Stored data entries
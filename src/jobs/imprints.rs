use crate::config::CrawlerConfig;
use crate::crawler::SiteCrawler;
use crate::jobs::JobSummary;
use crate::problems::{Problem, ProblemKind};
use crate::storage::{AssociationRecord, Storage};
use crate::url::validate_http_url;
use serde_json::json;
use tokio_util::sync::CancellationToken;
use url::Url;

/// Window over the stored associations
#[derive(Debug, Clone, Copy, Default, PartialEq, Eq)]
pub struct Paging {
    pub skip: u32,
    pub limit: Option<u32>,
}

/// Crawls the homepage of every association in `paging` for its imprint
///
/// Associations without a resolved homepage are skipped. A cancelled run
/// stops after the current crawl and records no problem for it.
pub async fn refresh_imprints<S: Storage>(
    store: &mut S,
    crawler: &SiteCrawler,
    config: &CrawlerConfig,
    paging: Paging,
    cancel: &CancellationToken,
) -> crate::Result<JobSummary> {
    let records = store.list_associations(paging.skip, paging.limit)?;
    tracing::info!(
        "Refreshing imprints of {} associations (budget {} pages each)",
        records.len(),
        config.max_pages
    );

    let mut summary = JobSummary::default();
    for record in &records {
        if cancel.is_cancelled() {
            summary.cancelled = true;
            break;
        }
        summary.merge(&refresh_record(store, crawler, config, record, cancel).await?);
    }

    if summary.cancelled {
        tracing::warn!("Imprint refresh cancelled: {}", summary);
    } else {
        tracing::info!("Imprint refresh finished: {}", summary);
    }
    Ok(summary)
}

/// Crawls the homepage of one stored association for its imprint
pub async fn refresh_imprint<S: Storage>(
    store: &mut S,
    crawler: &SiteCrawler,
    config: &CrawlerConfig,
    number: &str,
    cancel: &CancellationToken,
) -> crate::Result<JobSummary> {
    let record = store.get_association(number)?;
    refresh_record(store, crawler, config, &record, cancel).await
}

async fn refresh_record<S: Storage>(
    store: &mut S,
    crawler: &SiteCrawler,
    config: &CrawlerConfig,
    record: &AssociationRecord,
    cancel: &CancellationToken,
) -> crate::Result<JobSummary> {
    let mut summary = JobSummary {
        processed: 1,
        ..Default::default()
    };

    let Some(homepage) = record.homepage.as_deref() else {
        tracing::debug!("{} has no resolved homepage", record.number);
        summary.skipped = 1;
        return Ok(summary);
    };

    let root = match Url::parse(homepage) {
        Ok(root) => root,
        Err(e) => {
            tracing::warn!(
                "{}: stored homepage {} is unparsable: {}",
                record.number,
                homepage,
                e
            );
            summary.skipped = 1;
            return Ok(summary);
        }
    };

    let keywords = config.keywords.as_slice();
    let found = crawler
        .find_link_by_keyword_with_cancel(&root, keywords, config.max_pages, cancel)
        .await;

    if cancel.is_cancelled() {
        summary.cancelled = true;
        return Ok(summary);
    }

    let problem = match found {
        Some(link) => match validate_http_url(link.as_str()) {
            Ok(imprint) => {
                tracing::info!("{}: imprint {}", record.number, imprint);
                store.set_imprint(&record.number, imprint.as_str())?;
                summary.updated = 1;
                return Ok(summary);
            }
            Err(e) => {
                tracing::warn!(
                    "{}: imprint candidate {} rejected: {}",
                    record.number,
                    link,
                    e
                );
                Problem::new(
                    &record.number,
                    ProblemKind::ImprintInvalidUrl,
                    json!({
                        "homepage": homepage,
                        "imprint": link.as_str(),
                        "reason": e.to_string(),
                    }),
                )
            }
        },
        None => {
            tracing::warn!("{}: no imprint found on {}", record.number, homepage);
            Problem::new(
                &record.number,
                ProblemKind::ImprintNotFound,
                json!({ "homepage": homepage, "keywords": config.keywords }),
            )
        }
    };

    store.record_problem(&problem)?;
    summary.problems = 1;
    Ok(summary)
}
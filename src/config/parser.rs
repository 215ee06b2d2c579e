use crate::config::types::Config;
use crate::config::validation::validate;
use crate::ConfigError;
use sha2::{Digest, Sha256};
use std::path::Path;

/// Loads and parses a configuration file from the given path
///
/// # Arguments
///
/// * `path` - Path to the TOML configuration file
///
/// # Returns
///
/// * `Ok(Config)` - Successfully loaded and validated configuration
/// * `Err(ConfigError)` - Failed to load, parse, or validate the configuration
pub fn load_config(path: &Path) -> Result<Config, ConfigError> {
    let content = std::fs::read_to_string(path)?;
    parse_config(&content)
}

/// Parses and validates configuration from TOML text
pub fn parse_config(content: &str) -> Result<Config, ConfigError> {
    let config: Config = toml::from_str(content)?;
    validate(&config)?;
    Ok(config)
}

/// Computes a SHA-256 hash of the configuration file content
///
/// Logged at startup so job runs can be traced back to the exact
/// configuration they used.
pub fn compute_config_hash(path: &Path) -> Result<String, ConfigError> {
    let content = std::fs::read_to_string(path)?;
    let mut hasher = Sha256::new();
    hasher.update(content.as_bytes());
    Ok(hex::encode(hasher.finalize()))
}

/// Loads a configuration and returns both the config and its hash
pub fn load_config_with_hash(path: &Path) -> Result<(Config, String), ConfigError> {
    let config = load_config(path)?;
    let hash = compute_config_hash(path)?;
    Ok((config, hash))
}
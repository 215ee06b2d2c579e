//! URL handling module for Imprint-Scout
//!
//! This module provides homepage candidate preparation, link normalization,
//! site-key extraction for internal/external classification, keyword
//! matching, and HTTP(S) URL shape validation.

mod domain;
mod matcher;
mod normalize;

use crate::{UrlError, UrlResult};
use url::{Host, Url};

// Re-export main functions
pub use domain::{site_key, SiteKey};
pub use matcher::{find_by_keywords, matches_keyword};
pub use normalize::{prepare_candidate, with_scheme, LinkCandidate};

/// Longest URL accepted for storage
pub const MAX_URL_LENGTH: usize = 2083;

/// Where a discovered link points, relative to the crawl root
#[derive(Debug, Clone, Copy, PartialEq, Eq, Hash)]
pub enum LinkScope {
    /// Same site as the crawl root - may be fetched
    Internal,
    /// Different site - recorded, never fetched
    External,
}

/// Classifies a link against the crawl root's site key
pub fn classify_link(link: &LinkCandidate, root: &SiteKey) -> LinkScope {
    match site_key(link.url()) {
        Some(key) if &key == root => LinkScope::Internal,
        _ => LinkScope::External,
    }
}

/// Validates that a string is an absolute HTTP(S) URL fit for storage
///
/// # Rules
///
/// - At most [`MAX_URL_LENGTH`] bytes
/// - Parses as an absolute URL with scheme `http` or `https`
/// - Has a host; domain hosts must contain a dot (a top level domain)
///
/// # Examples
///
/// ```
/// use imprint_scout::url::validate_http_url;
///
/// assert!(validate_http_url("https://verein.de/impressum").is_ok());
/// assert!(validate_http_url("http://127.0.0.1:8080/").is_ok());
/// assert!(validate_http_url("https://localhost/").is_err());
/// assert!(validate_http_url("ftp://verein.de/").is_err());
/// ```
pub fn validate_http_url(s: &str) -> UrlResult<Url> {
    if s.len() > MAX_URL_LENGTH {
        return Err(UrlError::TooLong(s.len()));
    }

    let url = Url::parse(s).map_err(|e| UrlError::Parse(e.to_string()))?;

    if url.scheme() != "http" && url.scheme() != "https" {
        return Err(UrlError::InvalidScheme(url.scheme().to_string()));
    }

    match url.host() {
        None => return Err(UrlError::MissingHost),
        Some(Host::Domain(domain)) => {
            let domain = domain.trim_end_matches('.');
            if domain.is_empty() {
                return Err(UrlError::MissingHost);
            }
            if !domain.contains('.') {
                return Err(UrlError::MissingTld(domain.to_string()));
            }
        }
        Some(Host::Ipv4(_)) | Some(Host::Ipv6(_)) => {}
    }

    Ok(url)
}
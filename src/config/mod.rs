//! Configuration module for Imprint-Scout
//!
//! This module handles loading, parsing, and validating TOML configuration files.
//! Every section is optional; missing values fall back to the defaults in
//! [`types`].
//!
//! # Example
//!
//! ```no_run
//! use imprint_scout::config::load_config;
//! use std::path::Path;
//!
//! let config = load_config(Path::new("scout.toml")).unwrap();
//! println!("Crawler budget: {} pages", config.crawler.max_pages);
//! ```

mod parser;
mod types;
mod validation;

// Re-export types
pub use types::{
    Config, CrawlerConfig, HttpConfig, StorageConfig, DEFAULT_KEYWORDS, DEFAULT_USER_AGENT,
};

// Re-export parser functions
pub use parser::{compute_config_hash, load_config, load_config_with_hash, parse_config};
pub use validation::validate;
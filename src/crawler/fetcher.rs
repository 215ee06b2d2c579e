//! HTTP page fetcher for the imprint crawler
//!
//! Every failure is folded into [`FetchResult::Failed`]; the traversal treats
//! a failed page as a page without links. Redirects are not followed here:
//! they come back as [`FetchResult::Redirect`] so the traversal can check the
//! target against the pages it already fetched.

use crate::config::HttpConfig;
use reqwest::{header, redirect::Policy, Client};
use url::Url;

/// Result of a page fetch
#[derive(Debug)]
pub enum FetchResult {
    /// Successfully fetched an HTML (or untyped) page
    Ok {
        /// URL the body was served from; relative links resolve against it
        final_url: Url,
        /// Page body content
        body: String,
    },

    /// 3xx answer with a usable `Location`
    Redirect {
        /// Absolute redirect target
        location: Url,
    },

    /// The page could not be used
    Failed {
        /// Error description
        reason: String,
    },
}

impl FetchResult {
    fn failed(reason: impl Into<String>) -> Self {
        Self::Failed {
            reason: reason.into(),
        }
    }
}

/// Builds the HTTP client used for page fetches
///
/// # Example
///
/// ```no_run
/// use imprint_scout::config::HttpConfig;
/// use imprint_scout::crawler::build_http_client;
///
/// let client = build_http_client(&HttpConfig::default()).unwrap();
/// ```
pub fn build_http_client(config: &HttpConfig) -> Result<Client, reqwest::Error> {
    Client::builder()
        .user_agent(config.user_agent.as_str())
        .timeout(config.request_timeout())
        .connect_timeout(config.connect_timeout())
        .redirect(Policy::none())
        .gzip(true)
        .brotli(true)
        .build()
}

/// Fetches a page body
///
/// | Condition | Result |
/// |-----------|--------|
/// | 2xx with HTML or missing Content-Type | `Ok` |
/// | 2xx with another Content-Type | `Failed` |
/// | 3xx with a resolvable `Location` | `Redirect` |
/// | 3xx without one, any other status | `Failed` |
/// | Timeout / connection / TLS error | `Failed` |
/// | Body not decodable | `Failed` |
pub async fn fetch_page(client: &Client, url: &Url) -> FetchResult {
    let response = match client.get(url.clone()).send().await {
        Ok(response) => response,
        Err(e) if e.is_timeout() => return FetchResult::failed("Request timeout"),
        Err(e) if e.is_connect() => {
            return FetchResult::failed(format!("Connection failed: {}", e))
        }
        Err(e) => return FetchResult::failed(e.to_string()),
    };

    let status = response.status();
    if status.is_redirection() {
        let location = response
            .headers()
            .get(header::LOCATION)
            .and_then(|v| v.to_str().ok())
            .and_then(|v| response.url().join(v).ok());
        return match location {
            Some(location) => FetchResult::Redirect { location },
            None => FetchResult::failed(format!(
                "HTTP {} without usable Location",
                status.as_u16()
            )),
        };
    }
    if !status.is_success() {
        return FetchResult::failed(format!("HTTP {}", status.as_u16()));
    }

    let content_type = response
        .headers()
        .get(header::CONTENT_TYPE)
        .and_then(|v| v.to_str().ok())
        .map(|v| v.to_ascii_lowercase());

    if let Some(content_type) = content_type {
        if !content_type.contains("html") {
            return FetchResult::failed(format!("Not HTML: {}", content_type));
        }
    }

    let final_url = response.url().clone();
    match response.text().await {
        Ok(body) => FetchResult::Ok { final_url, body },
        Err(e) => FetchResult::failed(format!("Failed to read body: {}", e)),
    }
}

## ABOUT THIS TASK
Please count the lines above that contain the word "assert", and reply with the number alone.

## EXERCISE OUTPUT
4